Au début de l’année 2026, plus de 500.000 travailleurs du secteur privé en Belgique verront leur salaire augmenter de 2,19 % grâce à une réévaluation basée sur l’évolution du coût de la vie. Cependant, cette hausse pourrait être modérée par les nouvelles mesures gouvernementales concernant l’indexation salariale.
Depuis plusieurs années, l’indexation des salaires en Belgique est un sujet de débat et de préoccupations. L’indexation vise à ajuster les rémunérations à l’inflation, garantissant ainsi que le pouvoir d’achat des travailleurs ne soit pas érodé. Dans ce cadre, les employés relevant de la commission paritaire 200 (CP 200) bénéficient d’une révision salariale annuelle. Ces ajustements sont particulièrement importants, car la CP 200 inclut une grande partie des travailleurs belges, ce qui en fait un véritable baromètre économique.
Augmentation des salaires : une prévision à 2,19 %
Pour 2026, l’indexation prévue pour ces travailleurs est de 2,19 %. Toutefois, cette augmentation pourrait être influencée par la décision du gouvernement fédéral d’imposer un « plafonnement de l’indexation« . En effet, selon l’accord budgétaire, l’indexation des salaires dépassant 4.000 euros pourrait être limitée à une augmentation de 2 %, avec un maximum de 80 euros par mois. Cette mesure fait partie des efforts du gouvernement pour contrôler les dépenses publiques en période d’incertitude économique.
Une autre inquiétude concerne l’impact de cette nouvelle mesure sur l’égalité salariale. En plafonnant l’indexation pour les salaires les plus élevés, le gouvernement cherche à contenir l’augmentation des coûts salariaux, mais cela pourrait creuser les inégalités entre les différents niveaux de revenus. Les travailleurs aux revenus modérés, quant à eux, bénéficieront d’une augmentation plus substantielle, ce qui pourrait améliorer leur pouvoir d’achat.

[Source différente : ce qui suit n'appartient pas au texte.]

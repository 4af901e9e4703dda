//! AI goal tables.
//!
//! The host owns the goal scheduler; this module only supplies what the
//! golem wants it to run. Each table is a static list of tagged goal
//! descriptors with a priority, lower numbers winning. Entries sharing a
//! priority keep their declaration order.

use super::golem::EnderiteGolem;
use super::{EntityKind, EntityRef};

/// A goal with its scheduling priority.
#[derive(Debug, Clone, Copy, PartialEq)]
pub struct GoalEntry<G> {
    /// Lower runs first.
    pub priority: u8,
    /// The goal descriptor.
    pub goal: G,
}

/// Movement and look goals.
#[derive(Debug, Clone, Copy, PartialEq)]
pub enum MovementGoal {
    /// Chase and hit the current target.
    MeleeAttack {
        /// Speed multiplier while chasing.
        speed_modifier: f64,
        /// Keep chasing after losing sight of the target.
        follow_even_if_not_seen: bool,
    },
    /// Walk towards the target while it is within range.
    MoveTowardsTarget {
        /// Speed multiplier.
        speed_modifier: f64,
        /// Maximum distance to the target.
        within: f32,
    },
    /// Head back to the home village.
    MoveBackToVillage {
        /// Speed multiplier.
        speed_modifier: f64,
        /// Only trigger after a period of idling.
        check_no_action_time: bool,
    },
    /// Wander around inside the village.
    GolemRandomStrollInVillage {
        /// Speed multiplier.
        speed_modifier: f64,
    },
    /// Watch nearby players.
    LookAtPlayer {
        /// Range at which players are noticed.
        look_distance: f32,
    },
    /// Idly look around.
    RandomLookAround,
}

/// Which entities a targeting goal scans for.
#[derive(Debug, Clone, Copy, PartialEq, Eq)]
pub enum TargetType {
    /// Players only.
    Player,
    /// Any mob.
    Mob,
}

impl TargetType {
    /// Whether an entity of `kind` is scanned by this type.
    #[must_use]
    pub const fn includes(self, kind: EntityKind) -> bool {
        match self {
            Self::Player => matches!(kind, EntityKind::Player),
            Self::Mob => kind.is_mob(),
        }
    }
}

/// Extra condition a candidate target must meet.
#[derive(Debug, Clone, Copy, PartialEq, Eq)]
pub enum TargetFilter {
    /// The golem holds a grudge against the candidate.
    AngryAt,
    /// The candidate is hostile but not a creeper.
    EnemyNotCreeper,
}

impl TargetFilter {
    /// Evaluates the filter for `candidate`.
    #[must_use]
    pub fn matches(self, golem: &EnderiteGolem, candidate: &EntityRef) -> bool {
        match self {
            Self::AngryAt => golem.is_angry_at(candidate),
            Self::EnemyNotCreeper => {
                candidate.kind.is_enemy() && candidate.kind != EntityKind::Creeper
            }
        }
    }
}

/// Target selection goals.
#[derive(Debug, Clone, Copy, PartialEq)]
pub enum TargetGoal {
    /// Retaliate against whoever last hurt the golem.
    HurtByTarget,
    /// Pick the nearest matching entity.
    NearestAttackableTarget {
        /// Entities scanned.
        target_type: TargetType,
        /// One in this many ticks a scan runs.
        random_interval: u32,
        /// Target must be visible.
        must_see: bool,
        /// Target must be reachable by path.
        must_reach: bool,
        /// Additional condition.
        filter: TargetFilter,
    },
    /// Drop universal anger once the target is gone.
    ResetUniversalAngerTarget {
        /// Also calm down nearby golems.
        also_alert_same_type: bool,
    },
}

impl TargetGoal {
    /// Whether this goal would accept `candidate` as a new target.
    #[must_use]
    pub fn accepts(&self, golem: &EnderiteGolem, candidate: &EntityRef) -> bool {
        if !golem.can_attack_type(candidate.kind) {
            return false;
        }
        match self {
            Self::HurtByTarget => golem
                .last_hurt_by_mob()
                .is_some_and(|attacker| attacker.uuid == candidate.uuid),
            Self::NearestAttackableTarget {
                target_type,
                filter,
                ..
            } => target_type.includes(candidate.kind) && filter.matches(golem, candidate),
            Self::ResetUniversalAngerTarget { .. } => false,
        }
    }
}

/// The golem's movement goals.
pub static GOLEM_GOALS: &[GoalEntry<MovementGoal>] = &[
    GoalEntry {
        priority: 1,
        goal: MovementGoal::MeleeAttack {
            speed_modifier: 1.0,
            follow_even_if_not_seen: true,
        },
    },
    GoalEntry {
        priority: 2,
        goal: MovementGoal::MoveTowardsTarget {
            speed_modifier: 0.9,
            within: 32.0,
        },
    },
    GoalEntry {
        priority: 2,
        goal: MovementGoal::MoveBackToVillage {
            speed_modifier: 0.6,
            check_no_action_time: false,
        },
    },
    GoalEntry {
        priority: 4,
        goal: MovementGoal::GolemRandomStrollInVillage {
            speed_modifier: 0.6,
        },
    },
    GoalEntry {
        priority: 7,
        goal: MovementGoal::LookAtPlayer { look_distance: 6.0 },
    },
    GoalEntry {
        priority: 8,
        goal: MovementGoal::RandomLookAround,
    },
];

/// The golem's target selection goals.
pub static GOLEM_TARGET_GOALS: &[GoalEntry<TargetGoal>] = &[
    GoalEntry {
        priority: 2,
        goal: TargetGoal::HurtByTarget,
    },
    GoalEntry {
        priority: 3,
        goal: TargetGoal::NearestAttackableTarget {
            target_type: TargetType::Player,
            random_interval: 10,
            must_see: true,
            must_reach: false,
            filter: TargetFilter::AngryAt,
        },
    },
    GoalEntry {
        priority: 3,
        goal: TargetGoal::NearestAttackableTarget {
            target_type: TargetType::Mob,
            random_interval: 5,
            must_see: false,
            must_reach: false,
            filter: TargetFilter::EnemyNotCreeper,
        },
    },
    GoalEntry {
        priority: 4,
        goal: TargetGoal::ResetUniversalAngerTarget {
            also_alert_same_type: false,
        },
    },
];

/// Entries in evaluation order: by priority, ties in declaration order.
pub fn by_priority<G>(
    table: &'static [GoalEntry<G>],
) -> impl Iterator<Item = &'static GoalEntry<G>> {
    let mut sorted: Vec<&'static GoalEntry<G>> = table.iter().collect();
    sorted.sort_by_key(|entry| entry.priority);
    sorted.into_iter()
}

/// The first entry, in evaluation order, that `can_use` accepts.
pub fn select<G>(
    table: &'static [GoalEntry<G>],
    mut can_use: impl FnMut(&G) -> bool,
) -> Option<&'static GoalEntry<G>> {
    by_priority(table).find(|entry| can_use(&entry.goal))
}

#[cfg(test)]
mod tests {
    use super::*;
    use crate::test_support::{golem, player, zombie};

    #[test]
    fn test_movement_table_order() {
        let priorities: Vec<u8> = by_priority(GOLEM_GOALS).map(|e| e.priority).collect();
        assert_eq!(priorities, vec![1, 2, 2, 4, 7, 8]);

        // Ties keep declaration order.
        let second: Vec<_> = by_priority(GOLEM_GOALS).skip(1).take(2).collect();
        assert!(matches!(second[0].goal, MovementGoal::MoveTowardsTarget { .. }));
        assert!(matches!(second[1].goal, MovementGoal::MoveBackToVillage { .. }));
    }

    #[test]
    fn test_select_skips_unusable() {
        let picked = select(GOLEM_GOALS, |goal| {
            !matches!(
                goal,
                MovementGoal::MeleeAttack { .. } | MovementGoal::MoveTowardsTarget { .. }
            )
        });
        assert!(matches!(
            picked.map(|e| e.goal),
            Some(MovementGoal::MoveBackToVillage { .. })
        ));

        assert!(select(GOLEM_GOALS, |_| false).is_none());
    }

    #[test]
    fn test_enemy_filter() {
        let golem = golem();
        let mob_goal = GOLEM_TARGET_GOALS[2].goal;

        assert!(mob_goal.accepts(&golem, &zombie()));
        assert!(!mob_goal.accepts(&golem, &player()));

        let creeper = EntityRef::new(zombie().uuid, EntityKind::Creeper);
        assert!(!mob_goal.accepts(&golem, &creeper));

        let cow = EntityRef::new(zombie().uuid, EntityKind::Animal);
        assert!(!mob_goal.accepts(&golem, &cow));
    }

    #[test]
    fn test_player_goal_requires_anger() {
        let mut golem = golem();
        let player_goal = GOLEM_TARGET_GOALS[1].goal;
        let player = player();

        assert!(!player_goal.accepts(&golem, &player));

        golem.anger_mut().set_target(Some(player.uuid));
        golem.anger_mut().set_remaining_ticks(100);
        assert!(player_goal.accepts(&golem, &player));

        golem.set_player_created(true);
        assert!(!player_goal.accepts(&golem, &player));
    }
}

Secteurs concernés par l’indexation
Les secteurs les plus touchés par cette révision salariale sont l’alimentation, le transport et l’hôtellerie, avec des ajustements respectifs de 2,19 %, 2,18 % et 2,189 %. Cette évolution pourrait avoir des conséquences variées sur les conditions de travail et la dynamique salariale dans chaque secteur, expliquent nos confrères du Soir.